• YOUR TASK:
In the listing below, the line containing "document, which brackets" marks the end; copy exactly every line from the first through that one.

• MATERIAL PROVIDED:
//! Cooperative re-parse scheduler.
//!
//! The scheduler is a small state machine. It never runs work by itself: it asks the host to
//! post a task (through the waker) and the host calls back into the document, which brackets
//! each cycle with [`ReparseScheduler::begin_cycle`] and [`ReparseScheduler::end_cycle`].
//!
//! ```text
//!   Idle ──request──▶ ScheduledPending ──begin──▶ Running
//!    ▲                        ▲                      │
//!    └──── queue empty ───────┼──────────────────────┤
//!                             └── queue not empty ───┘
//! ```

use std::cell::Cell;
use std::time::{Duration, Instant};

/// Scheduler state of one document.
#[derive(Debug, Clone, Copy, PartialEq, Eq, Default)]
pub enum SchedulerState {
    /// Nothing to do, no task posted.
    #[default]
    Idle,
    /// A task is posted and will run a cycle.
    ScheduledPending,
    /// A cycle is executing.
    Running,
}

/// Callback that posts one follow-up task to the host.
pub type Waker = Box<dyn Fn()>;

/// How a cycle ended.
#[derive(Debug, Clone, Copy, PartialEq, Eq)]
pub enum CycleOutcome {
    /// Work remains; a follow-up task was requested.
    Rescheduled,
    /// The queue drained.
    Idle,
    /// No cycle was pending (stale task, or the document was closed).
    Skipped,
}

/// Diagnostics for one cycle.
#[derive(Debug, Clone, Copy, PartialEq, Eq)]
pub struct CycleReport {
    /// Work units processed.
    pub units: usize,
    /// Units dropped after a lexer failure.
    pub dropped_units: usize,
    /// Time spent, as measured by the document clock.
    pub elapsed: Duration,
    /// How the cycle ended.
    pub outcome: CycleOutcome,
    /// Whether a batch was committed to the highlight cache.
    pub committed: bool,
}

impl CycleReport {
    /// Report for a cycle that did not run.
    pub fn skipped() -> Self {
        Self {
            units: 0,
            dropped_units: 0,
            elapsed: Duration::ZERO,
            outcome: CycleOutcome::Skipped,
            committed: false,
        }
    }
}

/// Source of time for cycle budgets.
pub trait Clock {
    /// Current instant.
    fn now(&self) -> Instant;
}

impl<C: Clock + ?Sized> Clock for std::rc::Rc<C> {
    fn now(&self) -> Instant {
        (**self).now()
    }
}

/// Wall clock.
#[derive(Debug, Clone, Copy, Default)]
pub struct SystemClock;

impl Clock for SystemClock {
    fn now(&self) -> Instant {
        Instant::now()
    }
}

/// Deterministic clock that advances by a fixed step on every reading.
#[derive(Debug, Clone)]
pub struct StepClock {
    origin: Instant,
    step: Duration,
    ticks: Cell<u32>,
}

impl StepClock {
    /// Clock advancing `step` per [`now`](Clock::now) call.
    pub fn new(step: Duration) -> Self {
        Self {
            origin: Instant::now(),
            step,
            ticks: Cell::new(0),
        }
    }

    /// Number of readings so far.
    pub fn readings(&self) -> u32 {
        self.ticks.get()
    }
}

impl Clock for StepClock {
    fn now(&self) -> Instant {
        let ticks = self.ticks.get();
        self.ticks.set(ticks.saturating_add(1));
        self.origin + self.step * ticks
    }
}

/// Scheduling state machine of one document.
#[derive(Default)]
pub struct ReparseScheduler {
    state: SchedulerState,
    waker: Option<Waker>,
    tasks_posted: u64,
    cycles_run: u64,
}

impl ReparseScheduler {
    /// Create an idle scheduler without a waker.
    pub fn new() -> Self {
        Self::default()
    }

    /// Install the callback that posts follow-up tasks.
    ///
    /// If a request is already pending it is delivered to the new waker right away.
    pub fn set_waker(&mut self, waker: Waker) {
        self.waker = Some(waker);
        if self.state == SchedulerState::ScheduledPending {
            self.wake();
        }
    }

    /// Ask for a cycle.
    ///
    /// Returns `true` when a task was requested, `false` when the request was absorbed by one
    /// already pending or by the running cycle (whose end checks the queue again).
    pub fn request_schedule(&mut self) -> bool {
        match self.state {
            SchedulerState::Idle => {
                self.state = SchedulerState::ScheduledPending;
                self.wake();
                true
            }
            SchedulerState::ScheduledPending | SchedulerState::Running => false,
        }
    }

    /// Enter `Running`; returns `false` if no cycle is pending.
    pub fn begin_cycle(&mut self) -> bool {
        if self.state != SchedulerState::ScheduledPending {
            return false;
        }
        self.state = SchedulerState::Running;
        self.cycles_run += 1;
        true
    }

    /// Leave `Running`, rescheduling when work remains.
    pub fn end_cycle(&mut self, queue_empty: bool) -> CycleOutcome {
        if queue_empty {
            self.state = SchedulerState::Idle;
            CycleOutcome::Idle
        } else {
            self.state = SchedulerState::ScheduledPending;
            self.wake();
            CycleOutcome::Rescheduled
        }
    }

    /// Stop scheduling: back to `Idle` and drop the waker.
    pub fn cancel(&mut self) {
        self.state = SchedulerState::Idle;
        self.waker = None;
    }

    /// Current state.
    pub fn state(&self) -> SchedulerState {
        self.state
    }

    /// Whether a cycle is pending or running.
    pub fn is_pending(&self) -> bool {
        self.state != SchedulerState::Idle
    }

    /// Tasks requested from the host so far.
    pub fn tasks_posted(&self) -> u64 {
        self.tasks_posted
    }

    /// Cycles started so far.
    pub fn cycles_run(&self) -> u64 {
        self.cycles_run
    }

    fn wake(&mut self) {
        if let Some(waker) = &self.waker {
            self.tasks_posted += 1;
            waker();
        }
    }
}

impl std::fmt::Debug for ReparseScheduler {
    fn fmt(&self, f: &mut std::fmt::Formatter<'_>) -> std::fmt::Result {
        f.debug_struct("ReparseScheduler")
            .field("state", &self.state)
            .field("has_waker", &self.waker.is_some())
            .field("tasks_posted", &self.tasks_posted)
            .field("cycles_run", &self.cycles_run)
            .finish()
    }
}
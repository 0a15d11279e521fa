//! Edit buffer.
//!
//! The buffer owns the document text and turns host edits into [`TextEdit`] records plus the
//! line splice every per-line structure has to mirror.

use crate::delta::TextEdit;
use crate::error::ReparseError;
use crate::intervals::DamageSpan;
use crate::line_index::LineIndex;
use std::ops::Range;

/// Result of applying one edit to an [`EditBuffer`].
#[derive(Debug, Clone, Copy, PartialEq, Eq)]
pub struct AppliedEdit {
    /// The edit in character offsets.
    pub edit: TextEdit,
    /// First line touched by the edit (same index before and after).
    pub first_line: usize,
    /// Number of pre-edit lines replaced, starting at `first_line`.
    pub removed_lines: usize,
    /// Number of post-edit lines that replace them.
    pub inserted_lines: usize,
}

impl AppliedEdit {
    /// Post-edit lines whose content changed.
    ///
    /// When no line was inserted the edit merged its lines into the previous one, so that line is
    /// reported instead.
    pub fn dirty_lines(&self) -> Range<usize> {
        if self.inserted_lines == 0 {
            let line = self.first_line.saturating_sub(1);
            return line..line + 1;
        }
        self.first_line..self.first_line + self.inserted_lines
    }

    /// Signed change in line count.
    pub fn line_delta(&self) -> isize {
        self.inserted_lines as isize - self.removed_lines as isize
    }
}

/// Document text with a monotonically increasing edit version.
#[derive(Debug, Clone, Default)]
pub struct EditBuffer {
    lines: LineIndex,
    version: u64,
}

impl EditBuffer {
    /// Create a buffer holding `text`.
    pub fn new(text: &str) -> Self {
        Self {
            lines: LineIndex::from_text(text),
            version: 0,
        }
    }

    /// Replace the chars in `range` with `text`.
    ///
    /// Inverted or out-of-bounds ranges leave the buffer untouched.
    pub fn apply_edit(
        &mut self,
        range: Range<usize>,
        text: &str,
    ) -> Result<AppliedEdit, ReparseError> {
        let len = self.lines.char_count();
        if range.start > range.end || range.end > len {
            return Err(ReparseError::EditOutOfBounds {
                start: range.start,
                end: range.end,
                len,
            });
        }

        let old_total = self.lines.line_count();
        let mut first_line = self.lines.char_to_line(range.start);
        // Text landing right after a lone `\r` can turn it into `\r\n`, which changes the line
        // above.
        if first_line > 0
            && range.start == self.lines.line_to_char(first_line)
            && self.lines.char_at(range.start - 1) == Some('\r')
        {
            first_line -= 1;
        }
        let removed_lines = self.lines.char_to_line(range.end) - first_line + 1;

        self.lines.delete(range.clone());
        self.lines.insert(range.start, text);
        self.version += 1;

        let new_total = self.lines.line_count();
        let inserted = removed_lines as isize + new_total as isize - old_total as isize;
        let (removed_lines, inserted_lines) = if inserted >= 0 {
            (removed_lines, inserted as usize)
        } else {
            // More lines vanished than the edit spanned. Widen the splice so the line counts
            // still add up.
            (removed_lines + inserted.unsigned_abs(), 0)
        };

        Ok(AppliedEdit {
            edit: TextEdit::new(range.start, range.end - range.start, text.chars().count()),
            first_line,
            removed_lines,
            inserted_lines,
        })
    }

    /// Edit counter, incremented by every successful edit.
    pub fn version(&self) -> u64 {
        self.version
    }

    /// Document length in chars.
    pub fn len_chars(&self) -> usize {
        self.lines.char_count()
    }

    /// Number of lines (an empty document has one).
    pub fn line_count(&self) -> usize {
        self.lines.line_count()
    }

    /// Line containing `offset`.
    pub fn char_to_line(&self, offset: usize) -> usize {
        self.lines.char_to_line(offset)
    }

    /// First char offset of `line`.
    pub fn line_start(&self, line: usize) -> usize {
        self.lines.line_to_char(line)
    }

    /// Content length of `line` in chars.
    pub fn line_len(&self, line: usize) -> usize {
        self.lines.line_len(line)
    }

    /// Span of `line` including its line break.
    pub fn line_span(&self, line: usize) -> DamageSpan {
        let range = self.lines.line_full_range(line);
        DamageSpan::new(range.start, range.end)
    }

    /// Span covering `lines`, including the last line's break.
    pub fn lines_span(&self, lines: Range<usize>) -> DamageSpan {
        DamageSpan::new(self.line_start(lines.start), self.line_start(lines.end))
    }

    /// Span of the whole document.
    pub fn full_span(&self) -> DamageSpan {
        DamageSpan::new(0, self.len_chars())
    }

    /// Window of `line` content starting at column `from`.
    pub fn line_chars(&self, line: usize, from: usize, max_len: usize) -> Vec<char> {
        self.lines.line_chars(line, from, max_len)
    }

    /// Complete document text.
    pub fn text(&self) -> String {
        self.lines.get_text()
    }
}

• SOLUTION FOR THIS PROBLEM:
//! Cooperative re-parse scheduler.
//!
//! The scheduler is a small state machine. It never runs work by itself: it asks the host to
//! post a task (through the waker) and the host calls back into the document, which brackets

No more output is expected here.